Présenté à la Semaine de la Critique 2021 lors du dernier Festival de Cannes, Rien à foutre a parfaitement clôturé le Champs-Élysées Film Festival. Déjà acclamé par la critique en juillet dernier, le premier long-métrage de Julie Lecoustre et Emmanuel Marre, est une oeuvre brute et empreint d'une sensibilité unique où Adèle Exarchopoulos rayonne.

Décalage horaire

Autour d'une table, Cassandre, 26 ans et hôtesse de l'air pour une compagnie low-cost, dîne avec ses amies. Enchantées, envieuses, désireuses, elles révèlent à quel point la vie de leur amie, constamment dans les airs, les fait rêver.
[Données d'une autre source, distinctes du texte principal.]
use rust_decimal::Decimal;
use sea_orm::entity::prelude::*;
use serde::{Deserialize, Serialize};

#[derive(Clone, Debug, PartialEq, DeriveEntityModel, Serialize, Deserialize)]
#[sea_orm(table_name = "purchase_order_request_lines")]
pub struct Model {
    #[sea_orm(primary_key, auto_increment = false)]
    pub doc_no: String,
    #[sea_orm(primary_key, auto_increment = false)]
    pub line_no: i32,
    pub item: String,
    pub batch: String,
    pub source: String,
    #[sea_orm(column_type = "Decimal(Some((19, 4)))")]
    pub quantity: Decimal,
    pub cancelled: bool,
    pub used: bool,
    pub upstream_doc_no: Option<String>,
    pub upstream_line_no: Option<i32>,
    pub remark: Option<String>,
}

#[derive(Copy, Clone, Debug, EnumIter, DeriveRelation)]
pub enum Relation {
    #[sea_orm(
        belongs_to = "super::purchase_order_request_headers::Entity",
        from = "Column::DocNo",
        to = "super::purchase_order_request_headers::Column::DocNo"
    )]
    Header,
}

impl Related<super::purchase_order_request_headers::Entity> for Entity {
    fn to() -> RelationDef {
        Relation::Header.def()
    }
}

impl ActiveModelBehavior for ActiveModel {}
La scène arrive "tardivement". Le public sait, lui, que Cassandre est, comme dans beaucoup de métiers, coincée (même le cadrage serré, ne lui permet pas de s'échapper) dans un quotidien moins glamour où les allers-retours entre la France et l'Espagne se révèlent lassant voir déprimant.
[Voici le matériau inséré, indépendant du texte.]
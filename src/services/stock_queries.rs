use std::collections::BTreeMap;
use std::sync::Arc;

use rust_decimal::Decimal;
use sea_orm::{ColumnTrait, DatabaseConnection, EntityTrait, QueryFilter, QueryOrder};
use serde::Serialize;
use tracing::{instrument, warn};

use crate::{
    entities::{history_of_stock, movement_log, stock_summary},
    errors::ServiceError,
    models::{DocumentType, StockCounters, StockKey},
};

/// A summary row whose counters disagree with the sum of its live movements.
#[derive(Debug, Clone, PartialEq, Serialize)]
pub struct BalanceDrift {
    pub key: StockKey,
    pub summary: StockCounters,
    pub movements: StockCounters,
}

/// Read side of the ledger.
#[derive(Clone)]
pub struct StockQueryService {
    db: Arc<DatabaseConnection>,
}

impl StockQueryService {
    pub fn new(db: Arc<DatabaseConnection>) -> Self {
        Self { db }
    }

    pub async fn summary(&self, key: &StockKey) -> Result<Option<stock_summary::Model>, ServiceError> {
        Ok(stock_summary::Entity::find()
            .filter(stock_summary::Column::Warehouse.eq(key.warehouse.as_str()))
            .filter(stock_summary::Column::Source.eq(key.source.as_str()))
            .filter(stock_summary::Column::Item.eq(key.item.as_str()))
            .filter(stock_summary::Column::Batch.eq(key.batch.as_str()))
            .one(&*self.db)
            .await?)
    }

    /// Available quantity for a stock key; zero when the key was never posted.
    pub async fn available(&self, key: &StockKey) -> Result<Decimal, ServiceError> {
        Ok(self
            .summary(key)
            .await?
            .map(|row| row.available())
            .unwrap_or_default())
    }

    pub async fn warehouse_stock(
        &self,
        warehouse: &str,
    ) -> Result<Vec<stock_summary::Model>, ServiceError> {
        Ok(stock_summary::Entity::find()
            .filter(stock_summary::Column::Warehouse.eq(warehouse))
            .order_by_asc(stock_summary::Column::Item)
            .order_by_asc(stock_summary::Column::Batch)
            .order_by_asc(stock_summary::Column::Source)
            .all(&*self.db)
            .await?)
    }

    /// Movement rows owned by a document, cancelled ones included.
    pub async fn movements_for(
        &self,
        doc_type: DocumentType,
        doc_no: &str,
    ) -> Result<Vec<movement_log::Model>, ServiceError> {
        Ok(movement_log::Entity::find()
            .filter(movement_log::Column::DocType.eq(doc_type.to_string()))
            .filter(movement_log::Column::DocNo.eq(doc_no))
            .order_by_asc(movement_log::Column::LineNo)
            .order_by_asc(movement_log::Column::Id)
            .all(&*self.db)
            .await?)
    }

    pub async fn history(
        &self,
        item: &str,
        batch: &str,
        source: &str,
    ) -> Result<Option<history_of_stock::Model>, ServiceError> {
        Ok(history_of_stock::Entity::find()
            .filter(history_of_stock::Column::Item.eq(item))
            .filter(history_of_stock::Column::Batch.eq(batch))
            .filter(history_of_stock::Column::Source.eq(source))
            .one(&*self.db)
            .await?)
    }

    /// Recomputes every key from the live movement log and reports the keys whose
    /// summary counters differ. An empty result means the ledger balances.
    #[instrument(skip(self))]
    pub async fn verify_balances(&self) -> Result<Vec<BalanceDrift>, ServiceError> {
        let mut expected: BTreeMap<StockKey, StockCounters> = BTreeMap::new();
        let movements = movement_log::Entity::find()
            .filter(movement_log::Column::Cancelled.eq(false))
            .all(&*self.db)
            .await?;
        for row in movements {
            let key = StockKey::new(&row.warehouse, &row.source, &row.item, &row.batch);
            expected
                .entry(key)
                .or_default()
                .add_movement(row.qty_in, row.qty_in2, row.qty_out);
        }

        let mut drifts = Vec::new();
        for row in stock_summary::Entity::find().all(&*self.db).await? {
            let key = row.key();
            let summary = row.counters();
            let movements = expected.remove(&key).unwrap_or_default();
            if summary != movements {
                drifts.push(BalanceDrift {
                    key,
                    summary,
                    movements,
                });
            }
        }
        // Live movements with no summary row at all.
        for (key, movements) in expected {
            if !movements.is_zero() {
                drifts.push(BalanceDrift {
                    key,
                    summary: StockCounters::default(),
                    movements,
                });
            }
        }

        if !drifts.is_empty() {
            warn!(drifts = drifts.len(), "Stock summary drift detected");
        }
        Ok(drifts)
    }
}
Mine boudeuse, Cassandre est brillamment incarnée par une Adèle Exarchopoulos (que l'on imagine très bien tout envoyer en l'air en lâchant un "rien à foutre" ) qui signe l'une de ses meilleures performances. À l'image du duo de cinéastes, elle est d'une justesse remarquable comme en témoigne cette scène face caméra où ses essais pour intégrer une autre compagnie, révèle, en un regard, toute sa fragilité jusqu'alors retenue.

© Condor Distribution

Par le biais d'une écriture intelligente et d'un dispositif mi-fiction, mi-documentaire, où l'on devine les quelques images sauvages des aéroports et des avions, Rien à foutre dresse surtout le portrait d'une jeunesse désabusée où les rêves laissent place à la solitude et à la mélancolie. Les "date" Tinder s'enchaînent comme les post Instagram : sans saveurs et sans avenirs. Par les airs, Cassandre fuit avant tout le déchirement d'un deuil encore trop frais, les douloureux souvenirs d'une mère disparue brusquement et les réunions de famille qui rappellent violemment cette perte.

Comme pour accentuer l'opacité d'une désillusion trop difficile à accepter, le film se clôture sur l'image de l'hôtesse de l'air, le sourire masqué et le corps tourné vers le Burj Khalifa à Dubaï, eldorado des désirs superficiels, largement affichés ces derniers mois sur les réseaux sociaux.

Faussement provocateur, Rien à Foutre est une oeuvre pointue qui n'hésite pas à bousculer, via des perturbations maitrisées, les spectateur·rices. Empreint d'une modernité quasi instantanée, elle se fait le délicat témoin d'une époque blasée dont Adèle Exarchopoulos se fait incontestablement la digne et merveilleuse héroïne.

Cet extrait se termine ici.